Collected data:
--------------------------------------------------

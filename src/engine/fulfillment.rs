// ==========================================
// 物料齐套测算系统 - 齐套测算编排器
// ==========================================
// 职责: 解析产品 → 读取 BOM → 放大需求 → 逐物料分配
// 输入: FulfillmentRequest 批次
// 输出: Vec<ProductFulfillmentReport>（与请求同序）
// 红线: 任一编码未命中整批失败；报告数量为请求量而非已满足量
// ==========================================

use crate::domain::fulfillment::{FulfillmentRequest, ProductFulfillmentReport};
use crate::engine::accessors::{BomReader, ProductCatalogReader, StockLedgerReader};
use crate::engine::allocator::LotAllocator;
use crate::engine::error::{FulfillmentError, FulfillmentResult};
use std::sync::Arc;
use tracing::{debug, instrument};

// ==========================================
// FulfillmentOrchestrator - 齐套测算编排器
// ==========================================
// 红线: 只读，不改产品/清单/库存
pub struct FulfillmentOrchestrator<P, B, S>
where
    P: ProductCatalogReader,
    B: BomReader,
    S: StockLedgerReader,
{
    products: Arc<P>,
    bom: Arc<B>,
    allocator: LotAllocator<S>,
}

impl<P, B, S> FulfillmentOrchestrator<P, B, S>
where
    P: ProductCatalogReader,
    B: BomReader,
    S: StockLedgerReader,
{
    /// 创建新的 FulfillmentOrchestrator 实例
    ///
    /// # 参数
    /// - products: 产品目录读取器
    /// - bom: BOM 清单读取器
    /// - ledger: 库存批次读取器
    pub fn new(products: Arc<P>, bom: Arc<B>, ledger: Arc<S>) -> Self {
        Self {
            products,
            bom,
            allocator: LotAllocator::new(ledger),
        }
    }

    /// 测算单条齐套请求
    ///
    /// # 参数
    /// - request: 单条请求（编码 + 成品数量）
    ///
    /// # 返回
    /// - ProductFulfillmentReport: 产品展示名、请求数量、
    ///   按清单行顺序串接的分配明细
    ///
    /// # 错误
    /// - ProductNotFound: 编码精确匹配不到产品
    /// - RequirementOverflow: 行需求（单件用量 × 请求数量）超出 i64 范围
    #[instrument(skip(self, request), fields(product_code = %request.product_code))]
    pub async fn fulfill_single(
        &self,
        request: &FulfillmentRequest,
    ) -> FulfillmentResult<ProductFulfillmentReport> {
        // === 步骤 1: 按编码精确解析产品 ===
        let product = self
            .products
            .find_product_by_code(&request.product_code)
            .await
            .map_err(|e| FulfillmentError::DataAccess(e.to_string()))?
            .ok_or_else(|| FulfillmentError::ProductNotFound(request.product_code.clone()))?;

        // === 步骤 2: 读取 BOM 需求行（行序即输出顺序）===
        let requirements = self
            .bom
            .list_bom_requirements(product.id)
            .await
            .map_err(|e| FulfillmentError::DataAccess(e.to_string()))?;

        debug!(
            product_id = product.id,
            bom_lines = requirements.len(),
            quantity = request.quantity,
            "开始齐套测算"
        );

        // === 步骤 3: 按行放大需求并逐物料分配 ===
        // 行需求 = 单件用量 × 请求成品数量，溢出即整批失败
        let mut allocations = Vec::new();
        for requirement in &requirements {
            let required_qty = requirement
                .quantity
                .checked_mul(request.quantity)
                .ok_or_else(|| FulfillmentError::RequirementOverflow {
                    product_code: request.product_code.clone(),
                    material_name: requirement.material.name.clone(),
                })?;
            let mut lines = self
                .allocator
                .allocate(&requirement.material, required_qty)
                .await?;
            allocations.append(&mut lines);
        }

        // === 步骤 4: 组装报告（quantity 为请求量）===
        Ok(ProductFulfillmentReport {
            product_name: product.name,
            quantity: request.quantity,
            allocations,
        })
    }

    /// 批量测算齐套请求（快速失败）
    ///
    /// 按请求顺序逐条测算；任一请求的产品编码不存在时
    /// 整批返回错误，不产出部分结果。各请求基于同一库存
    /// 快照独立测算，相互之间不扣减。
    ///
    /// # 参数
    /// - requests: 请求批次（可为空，返回空报告列表）
    ///
    /// # 返回
    /// - Vec<ProductFulfillmentReport>: 与请求同序的报告列表
    pub async fn fulfill_batch(
        &self,
        requests: &[FulfillmentRequest],
    ) -> FulfillmentResult<Vec<ProductFulfillmentReport>> {
        let mut reports = Vec::with_capacity(requests.len());

        for request in requests {
            reports.push(self.fulfill_single(request).await?);
        }

        Ok(reports)
    }
}
// ==========================================
// 物料齐套测算系统 - 核心库
// ==========================================
// 技术栈: Rust + SQLite
// 系统定位: 按产品用料清单测算物料齐套情况
// ==========================================

// ==========================================
// 模块声明
// ==========================================

// 领域层 - 实体与类型
pub mod domain;

// 数据仓储层 - 数据访问
pub mod repository;

// 引擎层 - 分配与测算规则
pub mod engine;

// 导入层 - 外部数据
pub mod importer;

// 配置层 - 系统配置
pub mod config;

// 数据库基础设施（连接初始化/PRAGMA 统一）
pub mod db;

// 日志系统
pub mod logging;

// 性能观测（SQL 追踪与耗时守卫）
pub mod perf;

// API 层 - 业务接口
pub mod api;

// 应用层 - 组装与入口支持
pub mod app;

// ==========================================
// 重导出核心类型
// ==========================================

// 领域实体
pub use domain::{
    BomRequirement, FulfillmentRequest, Material, MaterialAllocation, Product,
    ProductFulfillmentReport, StockLot,
};

// 引擎
pub use engine::{allocate_from_lots, FulfillmentOrchestrator, LotAllocator};

// API
pub use api::{CatalogApi, FulfillmentApi};

// ==========================================
// 常量定义
// ==========================================

// 系统版本
pub const VERSION: &str = env!("CARGO_PKG_VERSION");

// 系统名称
pub const APP_NAME: &str = "物料齐套测算系统";

// 数据库版本
pub const DB_VERSION: &str = "v0.1";

// ==========================================
// 预编译检查
// ==========================================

--------------------------------------------------

Your reply should contain each entry, copied without alteration.

Response below.
filename src/engine/fulfillment.rs
// ==========================================
// 物料齐套测算系统 - 齐套测算编排器
// ==========================================
// 职责: 解析产品 → 读取 BOM → 放大需求 → 逐物料分配
// 输入: FulfillmentRequest 批次
// 输出: Vec<ProductFulfillmentReport>（与请求同序）
// 红线: 任一编码未命中整批失败；报告数量为请求量而非已满足量
// ==========================================

use crate::domain::fulfillment::{FulfillmentRequest, ProductFulfillmentReport};
use crate::engine::accessors::{BomReader, ProductCatalogReader, StockLedgerReader};
use crate::engine::allocator::LotAllocator;
use crate::engine::error::{FulfillmentError, FulfillmentResult};
use std::sync::Arc;
use tracing::{debug, instrument};

// ==========================================
// FulfillmentOrchestrator - 齐套测算编排器
// ==========================================
// 红线: 只读，不改产品/清单/库存
pub struct FulfillmentOrchestrator<P, B, S>
where
    P: ProductCatalogReader,
    B: BomReader,
    S: StockLedgerReader,
{
    products: Arc<P>,
    bom: Arc<B>,
    allocator: LotAllocator<S>,
}

impl<P, B, S> FulfillmentOrchestrator<P, B, S>
where
    P: ProductCatalogReader,
    B: BomReader,
    S: StockLedgerReader,
{
    /// 创建新的 FulfillmentOrchestrator 实例
    ///
    /// # 参数
    /// - products: 产品目录读取器
    /// - bom: BOM 清单读取器
    /// - ledger: 库存批次读取器
    pub fn new(products: Arc<P>, bom: Arc<B>, ledger: Arc<S>) -> Self {
        Self {
            products,
            bom,
            allocator: LotAllocator::new(ledger),
        }
    }

    /// 测算单条齐套请求
    ///
    /// # 参数
    /// - request: 单条请求（编码 + 成品数量）
    ///
    /// # 返回
    /// - ProductFulfillmentReport: 产品展示名、请求数量、
    ///   按清单行顺序串接的分配明细
    ///
    /// # 错误
    /// - ProductNotFound: 编码精确匹配不到产品
    /// - RequirementOverflow: 行需求（单件用量 × 请求数量）超出 i64 范围
    #[instrument(skip(self, request), fields(product_code = %request.product_code))]
    pub async fn fulfill_single(
        &self,
        request: &FulfillmentRequest,
    ) -> FulfillmentResult<ProductFulfillmentReport> {
        // === 步骤 1: 按编码精确解析产品 ===
        let product = self
            .products
            .find_product_by_code(&request.product_code)
            .await
            .map_err(|e| FulfillmentError::DataAccess(e.to_string()))?
            .ok_or_else(|| FulfillmentError::ProductNotFound(request.product_code.clone()))?;

        // === 步骤 2: 读取 BOM 需求行（行序即输出顺序）===
        let requirements = self
            .bom
            .list_bom_requirements(product.id)
            .await
            .map_err(|e| FulfillmentError::DataAccess(e.to_string()))?;

        debug!(
            product_id = product.id,
            bom_lines = requirements.len(),
            quantity = request.quantity,
            "开始齐套测算"
        );

        // === 步骤 3: 按行放大需求并逐物料分配 ===
        // 行需求 = 单件用量 × 请求成品数量，溢出即整批失败
        let mut allocations = Vec::new();
        for requirement in &requirements {
            let required_qty = requirement
                .quantity
                .checked_mul(request.quantity)
                .ok_or_else(|| FulfillmentError::RequirementOverflow {
                    product_code: request.product_code.clone(),
                    material_name: requirement.material.name.clone(),
                })?;
            let mut lines = self
                .allocator
                .allocate(&requirement.material, required_qty)
                .await?;
            allocations.append(&mut lines);
        }

        // === 步骤 4: 组装报告（quantity 为请求量）===
        Ok(ProductFulfillmentReport {
            product_name: product.name,
            quantity: request.quantity,
            allocations,
        })
    }

    /// 批量测算齐套请求（快速失败）
    ///
    /// 按请求顺序逐条测算；任一请求的产品编码不存在时
    /// 整批返回错误，不产出部分结果。各请求基于同一库存
    /// 快照独立测算，相互之间不扣减。
    ///
    /// # 参数
    /// - requests: 请求批次（可为空，返回空报告列表）
    ///
    /// # 返回
    /// - Vec<ProductFulfillmentReport>: 与请求同序的报告列表
    pub async fn fulfill_batch(
        &self,
        requests: &[FulfillmentRequest],
    ) -> FulfillmentResult<Vec<ProductFulfillmentReport>> {
        let mut reports = Vec::with_capacity(requests.len());

        for request in requests {
            reports.push(self.fulfill_single(request).await?);
        }

        Ok(reports)
    }
}
// ==========================================
// 物料齐套测算系统 - 核心库
// ==========================================
// 技术栈: Rust + SQLite
// 系统定位: 按产品用料清单测算物料齐套情况
// ==========================================

// ==========================================
// 模块声明
// ==========================================

// 领域层 - 实体与类型
pub mod domain;

// 数据仓储层 - 数据访问
pub mod repository;

// 引擎层 - 分配与测算规则
pub mod engine;

// 导入层 - 外部数据
pub mod importer;

// 配置层 - 系统配置
pub mod config;

// 数据库基础设施（连接初始化/PRAGMA 统一）
pub mod db;

// 日志系统
pub mod logging;

// 性能观测（SQL 追踪与耗时守卫）
pub mod perf;

// API 层 - 业务接口
pub mod api;

// 应用层 - 组装与入口支持
pub mod app;

// ==========================================
// 重导出核心类型
// ==========================================

// 领域实体
pub use domain::{
    BomRequirement, FulfillmentRequest, Material, MaterialAllocation, Product,
    ProductFulfillmentReport, StockLot,
};

// 引擎
pub use engine::{allocate_from_lots, FulfillmentOrchestrator, LotAllocator};

// API
pub use api::{CatalogApi, FulfillmentApi};

// ==========================================
// 常量定义
// ==========================================

// 系统版本
pub const VERSION: &str = env!("CARGO_PKG_VERSION");

// 系统名称
pub const APP_NAME: &str = "物料齐套测算系统";

// 数据库版本
pub const DB_VERSION: &str = "v0.1";

// ==========================================
// 预编译检查
// ==========================================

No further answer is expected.